# WHAT IS EXPECTED
Restate word for word the entries below, starting with the line with "name (case-insensitive) second" and continuing through the line with "let Some(record) = record". Include both of those lines and no others.

# SOURCE MATERIAL
########
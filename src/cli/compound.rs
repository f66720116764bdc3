use anyhow::{Context, Result};
use std::path::PathBuf;

use polycure::chemistry::CompoundDatabase;

fn show(value: Option<f64>) -> String {
    value.map(|v| v.to_string()).unwrap_or_else(|| "<none>".to_string())
}

/// Display one compound of the reference table, looked up by SMILES first
/// and by component name (case-insensitive) second
pub fn run(query: &str, compounds: PathBuf) -> Result<()> {
    let db = CompoundDatabase::from_csv_file(&compounds)
        .with_context(|| format!("Failed to load compound table {}", compounds.display()))?;
    if db.is_empty() {
        anyhow::bail!("Compound table {} has no entries", compounds.display());
    }

    let record = db
        .get(query)
        .or_else(|| db.iter().find(|r| r.name.eq_ignore_ascii_case(query.trim())));
    let Some(record) = record else {
        anyhow::bail!("{} not in Chemistry Database", query);
    };
    let smiles = record.smiles.as_str();

    println!("Compound");
    println!("========");
    println!("SMILES:            {}", record.smiles);
    println!("Name:              {}", record.name);
    println!("Density (g/mL):    {}", show(record.density));
    println!("Mwt. (g/mol):      {}", show(record.molecular_weight));

    if db.validate_all([smiles]).is_err() {
        println!();
        println!("Warning: no usable molecular weight; batches using it will be rejected");
    }
    Ok(())
}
########
# RESPONSE FOR THIS EXERCISE
/// and by component name (case-insensitive) second
pub fn run(query: &str, compounds: PathBuf) -> Result<()> {
    let db = CompoundDatabase::from_csv_file(&compounds)
        .with_context(|| format!("Failed to load compound table {}", compounds.display()))?;
    if db.is_empty() {
        anyhow::bail!("Compound table {} has no entries", compounds.display());
    }

    let record = db
        .get(query)
        .or_else(|| db.iter().find(|r| r.name.eq_ignore_ascii_case(query.trim())));
    let Some(record) = record else {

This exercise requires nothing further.